# Chainer リモート環境での学習

In this tutorial, we demonstrate how to use the Azure ML Python SDK to train a Convolutional Neural Network (CNN) on a single-node GPU with Chainer to perform handwritten digit recognition on the popular MNIST dataset. 

## Python SDK バージョン確認

In [1]:
# Check core SDK version number
import azureml.core

print("SDK version:", azureml.core.VERSION)

SDK version: 1.0.15


## ワークスペースへの接続
Azure Machine Learning service の [ワークスペース](https://docs.microsoft.com/azure/machine-learning/service/concept-azure-machine-learning-architecture#workspace) に接続します。Azureに対する認証が必要になります。

In [2]:
from azureml.core.workspace import Workspace

ws = Workspace.get(name='azureml', 
                      subscription_id='9c0f91b8-eb2f-484c-979c-15848c098a6b', 
                      resource_group='dllab'
                   )
print('Workspace name: ' + ws.name, 
      'Azure region: ' + ws.location, 
      'Subscription id: ' + ws.subscription_id, 
      'Resource group: ' + ws.resource_group, sep = '\n')

Falling back to use azure cli credentials. This fall back to use azure cli credentials will be removed in the next release. 
Make sure your code doesn't require 'az login' to have happened before using azureml-sdk, except the case when you are specifying AzureCliAuthentication in azureml-sdk.


Workspace name: azureml
Azure region: eastus
Subscription id: 9c0f91b8-eb2f-484c-979c-15848c098a6b
Resource group: dllab


## 計算環境 Machine Learning Compute (旧Batch AI) の新規作成 or 既存環境設定
You will need to create a [compute target](https://docs.microsoft.com/azure/machine-learning/service/concept-azure-machine-learning-architecture#compute-target) for training your model.

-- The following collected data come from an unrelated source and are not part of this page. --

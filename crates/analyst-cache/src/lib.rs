#![doc = include_str!("../README.md")]
#![cfg_attr(docsrs, feature(doc_cfg, doc_auto_cfg))]
#![warn(missing_docs)]
#![forbid(unsafe_code)]

//! Cache implementations for the fundamentals service.
//!
//! This crate provides implementations of the [`AnalysisCache`] trait from
//! `analyst-core`:
//!
//! - [`SqliteCache`] - Persistent SQLite-based cache that also serves as the
//!   [`SymbolDirectory`] (default, requires `sqlite` feature)
//! - [`InMemoryCache`] - Simple in-memory cache for testing

/// In-memory cache implementation.
pub mod memory;

/// SQLite-based cache implementation.
#[cfg(feature = "sqlite")]
pub mod sqlite;

// Re-export the traits for convenience
pub use analyst_core::{AnalysisCache, SymbolDirectory};

// Re-export implementations
pub use memory::InMemoryCache;

#[cfg(feature = "sqlite")]
pub use sqlite::SqliteCache;
//! Error types for the launch service.

use axum::http::StatusCode;
use axum::response::{IntoResponse, Response};
use axum::Json;
use std::fmt;

/// Service error type.
#[derive(Debug)]
pub enum Error {
    /// Configuration error (bad mode, missing pinning token in live mode).
    Config(String),
    /// Pinning service communication error.
    Pinning(String),
    /// IPFS gateway fetch error.
    Gateway(String),
    /// Policy (orchestrator) failure.
    Policy(String),
}

impl fmt::Display for Error {
    fn fmt(&self, f: &mut fmt::Formatter<'_>) -> fmt::Result {
        match self {
            Error::Config(msg) => write!(f, "config error: {msg}"),
            Error::Pinning(msg) => write!(f, "pinning error: {msg}"),
            Error::Gateway(msg) => write!(f, "gateway error: {msg}"),
            Error::Policy(msg) => write!(f, "policy error: {msg}"),
        }
    }
}

impl std::error::Error for Error {}

impl Error {
    /// Short user-facing label; the full message goes in `details`.
    fn label(&self) -> &'static str {
        match self {
            Error::Config(_) => "Invalid service configuration",
            Error::Pinning(_) => "Failed to reach pinning service",
            Error::Gateway(_) => "Failed to retrieve metadata",
            Error::Policy(_) => "Failed to process request",
        }
    }
}

impl IntoResponse for Error {
    fn into_response(self) -> Response {
        let status = match &self {
            Error::Config(_) | Error::Policy(_) => StatusCode::INTERNAL_SERVER_ERROR,
            Error::Pinning(_) | Error::Gateway(_) => StatusCode::BAD_GATEWAY,
        };
        let body = serde_json::json!({
            "error": self.label(),
            "details": self.to_string(),
        });
        (status, Json(body)).into_response()
    }
}

#[cfg(test)]
mod tests {
    use super::*;

    #[test]
    fn test_display_includes_detail() {
        let err = Error::Pinning("timed out".into());
        assert_eq!(err.to_string(), "pinning error: timed out");
    }

    #[test]
    fn test_status_mapping() {
        let resp = Error::Gateway("404".into()).into_response();
        assert_eq!(resp.status(), StatusCode::BAD_GATEWAY);
        let resp = Error::Policy("backend down".into()).into_response();
        assert_eq!(resp.status(), StatusCode::INTERNAL_SERVER_ERROR);
    }
}
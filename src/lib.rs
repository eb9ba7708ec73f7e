//! # MiniLaunch
//!
//! A thin workflow-and-validation service for NFT collection launches.
//! Guides a launch through four ordered stages (metadata, deployment,
//! listing, complete), validates user-supplied metadata and collection
//! configuration, pins metadata to IPFS (live or simulated), simulates
//! contract deployment, and synthesizes marketplace listing links.
//!
//! ## Quick Start
//! ```bash
//! cargo run --bin minilaunch
//! ```
//!
//! ## Endpoints
//! - `POST /agent` - Conversational launch coordinator
//! - `PUT /agent` - Full launch workflow from a collection config
//! - `POST /deploy` / `GET /deploy` - Simulated deployment and cost estimates
//! - `POST /marketplace` / `GET /marketplace` - Listing-link synthesis
//! - `POST /metadata` / `GET /metadata` - Pin and fetch metadata
//! - `POST /upload` - Pin an image file
//! - `GET /health`, `GET /metrics` - Operational endpoints

pub mod config;
pub mod deploy;
mod error;
mod handlers;
pub mod ipfs;
pub mod launch;
pub mod marketplace;
pub mod metrics;
mod middleware;
pub mod policy;
mod response;
mod router;
mod state;
pub mod types;
pub mod validation;

pub use config::{Config, LaunchMode};
pub use error::Error;
pub use router::create as create_router;
pub use state::AppState;
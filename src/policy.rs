//! Launch policies.
//!
//! A policy takes one string in and produces one string out; everything else
//! (session identity, serialization of structured payloads) is the caller's
//! job. The trait is the seam where an LLM-backed policy could be swapped in;
//! the two implementations here are deterministic rule engines.

use crate::deploy;
use crate::error::Error;
use crate::ipfs::IpfsClient;
use crate::launch::{LaunchStatus, Stage};
use crate::marketplace;
use crate::metrics::METRICS;
use crate::types::{Attribute, AttributeValue, CollectionDraft, NftMetadata};
use crate::validation::{sanitize_input, validate_collection_config, validate_metadata, ValidationReport};
use async_trait::async_trait;
use std::sync::atomic::Ordering;
use tracing::{info, warn};

/// Response substituted when a policy fails; the HTTP layer pairs it with a
/// 500 and never retries.
pub const POLICY_FALLBACK_RESPONSE: &str =
    "I'm here to help you launch your NFT collection!";

/// One-shot conversational or workflow policy.
#[async_trait]
pub trait LaunchPolicy: Send + Sync {
    async fn respond(&self, input: &str) -> Result<String, Error>;
}

/// Conversational coordinator: answers questions about the launch process
/// and narrates what each stage involves.
pub struct CoordinatorPolicy;

#[async_trait]
impl LaunchPolicy for CoordinatorPolicy {
    async fn respond(&self, input: &str) -> Result<String, Error> {
        METRICS.policy_calls.fetch_add(1, Ordering::Relaxed);
        let message = sanitize_input(input);
        if message.is_empty() {
            return Err(Error::Policy("empty message after sanitization".to_string()));
        }
        Ok(coordinate(&message.to_lowercase()))
    }
}

fn coordinate(message: &str) -> String {
    if message.contains("deploy") || message.contains("blockchain") || message.contains("gas") {
        let rows: Vec<String> = crate::types::Blockchain::ALL
            .iter()
            .map(|chain| {
                let estimate = deploy::estimate_deployment_cost(chain.as_str());
                format!(
                    "- {}: ~{} ETH (${})",
                    chain.as_str(),
                    estimate.cost_in_eth,
                    estimate.cost_in_usd
                )
            })
            .collect();
        format!(
            "Deployment targets ERC721, ERC721A, or ERC1155 contracts. \
             Estimated deployment costs:\n{}\n\
             Tell me your collection name, symbol, and preferred chain and \
             I'll prepare the deployment.",
            rows.join("\n")
        )
    } else if message.contains("metadata") || message.contains("trait") || message.contains("attribute") {
        "Metadata needs a name (up to 100 characters), a description (up to \
         1000 characters), and an image pinned to IPFS. Traits are optional \
         trait_type/value pairs shown on marketplaces. Send your draft and \
         I'll validate it before pinning."
            .to_string()
    } else if message.contains("marketplace") || message.contains("list") || message.contains("opensea") {
        "Once your contract is deployed I can generate listing links for \
         OpenSea, Rarible, and LooksRare. Verification on each marketplace is \
         a manual step after listing."
            .to_string()
    } else if message.contains("status") || message.contains("progress") {
        "A launch moves through four stages: metadata, deployment, listing, \
         complete. Each stage finishes before the next begins, and any \
         adapter failure is recorded without losing progress."
            .to_string()
    } else {
        "I can help you launch an NFT collection end to end: metadata \
         generation and IPFS pinning, contract deployment, and marketplace \
         listings. What would you like to start with?"
            .to_string()
    }
}

/// Workflow policy: given a serialized collection config, drives the full
/// launch (metadata pin, deployment, listings) and reports a summary.
pub struct WorkflowPolicy {
    ipfs: IpfsClient,
}

impl WorkflowPolicy {
    pub fn new(ipfs: IpfsClient) -> Self {
        Self { ipfs }
    }

    async fn run(&self, config: &CollectionDraft) -> Result<String, Error> {
        let mut status = LaunchStatus::new();

        // --- Stage 1: metadata ---
        status.set_step("Generating metadata");
        let name = config.name.as_deref().unwrap_or_default();
        let description = config
            .description
            .clone()
            .unwrap_or_else(|| format!("{name} collection"));

        let cover = placeholder_cover(name);
        let image_uri = self
            .ipfs
            .pin_file(cover.into_bytes(), "cover.svg", "image/svg+xml")
            .await;
        status.set_progress(50).map_err(workflow_error)?;

        let metadata = NftMetadata {
            name: format!("{name} #1"),
            description,
            image: image_uri,
            attributes: vec![Attribute {
                trait_type: "Edition".to_string(),
                value: AttributeValue::Text("Genesis".to_string()),
            }],
            external_url: None,
            background_color: None,
            animation_url: None,
        };
        let report = validate_metadata(&to_draft(&metadata));
        if !report.valid {
            return Err(Error::Policy(format!(
                "generated metadata failed validation: {}",
                report.errors.join("; ")
            )));
        }

        let metadata_value = serde_json::to_value(&metadata)
            .map_err(|e| Error::Policy(format!("metadata serialization failed: {e}")))?;
        let metadata_uri = self.ipfs.pin_metadata(&metadata_value).await;
        status.set_metadata(metadata);
        status.set_progress(100).map_err(workflow_error)?;

        // --- Stage 2: deployment ---
        status.advance_to(Stage::Deployment).map_err(workflow_error)?;
        status.set_step("Deploying contract");
        let blockchain = config.blockchain.clone().unwrap_or_else(|| "ethereum".to_string());
        let deployment = deploy::deploy_contract(config, &blockchain);
        METRICS.deployments.fetch_add(1, Ordering::Relaxed);
        status.set_deployment(deployment.clone());
        status.set_progress(100).map_err(workflow_error)?;

        // --- Stage 3: listings ---
        status.advance_to(Stage::Listing).map_err(workflow_error)?;
        status.set_step("Creating marketplace listings");
        let listings =
            marketplace::listings_for_all(&deployment.contract_address, &blockchain);
        METRICS
            .listings
            .fetch_add(listings.len() as u64, Ordering::Relaxed);
        for listing in &listings {
            status.push_listing(listing.clone());
        }
        status.set_progress(100).map_err(workflow_error)?;

        // --- Stage 4: complete ---
        status.advance_to(Stage::Complete).map_err(workflow_error)?;
        status.set_step("Launch complete");
        status.set_progress(100).map_err(workflow_error)?;

        info!(
            collection = name,
            blockchain = %blockchain,
            address = %deployment.contract_address,
            "Launch workflow finished"
        );

        let listing_lines: Vec<String> = status
            .listings
            .iter()
            .map(|l| format!("- {}: {}", l.marketplace, l.collection_url))
            .collect();

        Ok(format!(
            "Launch complete for '{name}'.\n\
             Metadata: {metadata_uri}\n\
             Contract: {} on {} (tx {})\n\
             Gas used: {}, cost: {} ETH\n\
             Listings:\n{}",
            deployment.contract_address,
            blockchain,
            deployment.transaction_hash,
            deployment.gas_used,
            deployment.deployment_cost,
            listing_lines.join("\n"),
        ))
    }
}

#[async_trait]
impl LaunchPolicy for WorkflowPolicy {
    async fn respond(&self, input: &str) -> Result<String, Error> {
        METRICS.policy_calls.fetch_add(1, Ordering::Relaxed);
        let config: CollectionDraft = serde_json::from_str(input)
            .map_err(|e| Error::Policy(format!("invalid collection config: {e}")))?;

        let report = validate_collection_config(&config);
        if !report.valid {
            // User-correctable: report every problem in one pass instead of
            // failing the request.
            warn!(errors = report.errors.len(), "Collection config rejected");
            return Ok(rejection_summary(&report));
        }

        self.run(&config).await
    }
}

fn rejection_summary(report: &ValidationReport) -> String {
    format!(
        "The collection config is not deployable yet:\n{}",
        report
            .errors
            .iter()
            .map(|e| format!("- {e}"))
            .collect::<Vec<_>>()
            .join("\n")
    )
}

fn workflow_error(e: crate::launch::LaunchError) -> Error {
    Error::Policy(format!("launch state error: {e}"))
}

/// Tiny inline SVG used as the collection cover when no artwork is supplied.
fn placeholder_cover(name: &str) -> String {
    format!(
        "<svg xmlns=\"http://www.w3.org/2000/svg\" width=\"350\" height=\"350\">\
         <rect width=\"100%\" height=\"100%\" fill=\"#1a1a2e\"/>\
         <text x=\"50%\" y=\"50%\" fill=\"#e0e0e0\" text-anchor=\"middle\">{name}</text>\
         </svg>"
    )
}

/// Mirror a fully-formed metadata document back into a draft for validation.
fn to_draft(metadata: &NftMetadata) -> crate::types::MetadataDraft {
    crate::types::MetadataDraft {
        name: Some(metadata.name.clone()),
        description: Some(metadata.description.clone()),
        image: Some(metadata.image.clone()),
        attributes: Some(
            metadata
                .attributes
                .iter()
                .map(|a| crate::types::AttributeDraft {
                    trait_type: Some(a.trait_type.clone()),
                    value: Some(a.value.clone()),
                })
                .collect(),
        ),
        external_url: metadata.external_url.clone(),
        background_color: metadata.background_color.clone(),
        animation_url: metadata.animation_url.clone(),
    }
}

#[cfg(test)]
mod tests {
    use super::*;
    use crate::config::Config;

    fn workflow() -> WorkflowPolicy {
        WorkflowPolicy::new(IpfsClient::new(&Config::default()).unwrap())
    }

    #[tokio::test]
    async fn test_coordinator_deploy_topic() {
        let response = CoordinatorPolicy
            .respond("How much does it cost to deploy on polygon?")
            .await
            .unwrap();
        assert!(response.contains("polygon"));
        assert!(response.contains("$0.80"));
    }

    #[tokio::test]
    async fn test_coordinator_default_greeting() {
        let response = CoordinatorPolicy.respond("hello there").await.unwrap();
        assert!(response.contains("launch an NFT collection"));
    }

    #[tokio::test]
    async fn test_coordinator_rejects_empty_input() {
        assert!(CoordinatorPolicy.respond("   ").await.is_err());
    }

    #[tokio::test]
    async fn test_coordinator_sanitizes_input() {
        // Angle brackets are stripped before matching; still a valid message.
        let response = CoordinatorPolicy
            .respond("<script>metadata</script>")
            .await
            .unwrap();
        assert!(response.contains("Metadata needs a name"));
    }

    #[tokio::test]
    async fn test_workflow_rejects_malformed_json() {
        let err = workflow().respond("not json").await.unwrap_err();
        assert!(matches!(err, Error::Policy(_)));
    }

    #[tokio::test]
    async fn test_workflow_reports_validation_errors() {
        let response = workflow()
            .respond(r#"{"name":"","symbol":"X","totalSupply":0}"#)
            .await
            .unwrap();
        assert!(response.contains("not deployable"));
        assert!(response.contains("Collection name is required"));
        assert!(response.contains("Total supply must be at least 1"));
    }

    #[tokio::test]
    async fn test_workflow_full_run() {
        let input = r#"{"name":"Punks","symbol":"PNK","description":"A test collection",
                        "totalSupply":500,"royaltyPercentage":5.0,
                        "blockchain":"polygon","contractType":"ERC721"}"#;
        let response = workflow().respond(input).await.unwrap();
        assert!(response.contains("Launch complete for 'Punks'"));
        assert!(response.contains("ipfs://Qm"));
        assert!(response.contains("on polygon"));
        // Polygon OpenSea listings use the legacy matic slug.
        assert!(response.contains("https://opensea.io/assets/matic/0x"));
        assert!(response.contains("rarible"));
        assert!(response.contains("looksrare"));
    }

    #[tokio::test]
    async fn test_workflow_defaults_to_ethereum() {
        let input = r#"{"name":"Punks","symbol":"PNK","totalSupply":10}"#;
        let response = workflow().respond(input).await.unwrap();
        assert!(response.contains("on ethereum"));
    }
}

In this tutorial, we use Azure ML managed compute ([AmlCompute](https://docs.microsoft.com/azure/machine-learning/service/how-to-set-up-training-targets#amlcompute)) for our remote training compute resource.

**Creation of AmlCompute takes approximately 5 minutes.** If the AmlCompute with that name is already in your workspace, this code will skip the creation process.

As with other Azure services, there are limits on certain resources (e.g. AmlCompute) associated with the Azure Machine Learning service. Please read [this article](https://docs.microsoft.com/en-us/azure/machine-learning/service/how-to-manage-quotas) on the default limits and how to request more quota.

In [3]:
from azureml.core.compute import ComputeTarget, AmlCompute
from azureml.core.compute_target import ComputeTargetException

# choose a name for your cluster
cluster_name = "gpucluster"

try:
    compute_target = ComputeTarget(workspace=ws, name=cluster_name)
    print('Found existing compute target.')
except ComputeTargetException:
    print('Creating a new compute target...')
    compute_config = AmlCompute.provisioning_configuration(vm_size='Standard_NC6s_v3', 
                                                           max_nodes=4)

    # create the cluster
    compute_target = ComputeTarget.create(ws, cluster_name, compute_config)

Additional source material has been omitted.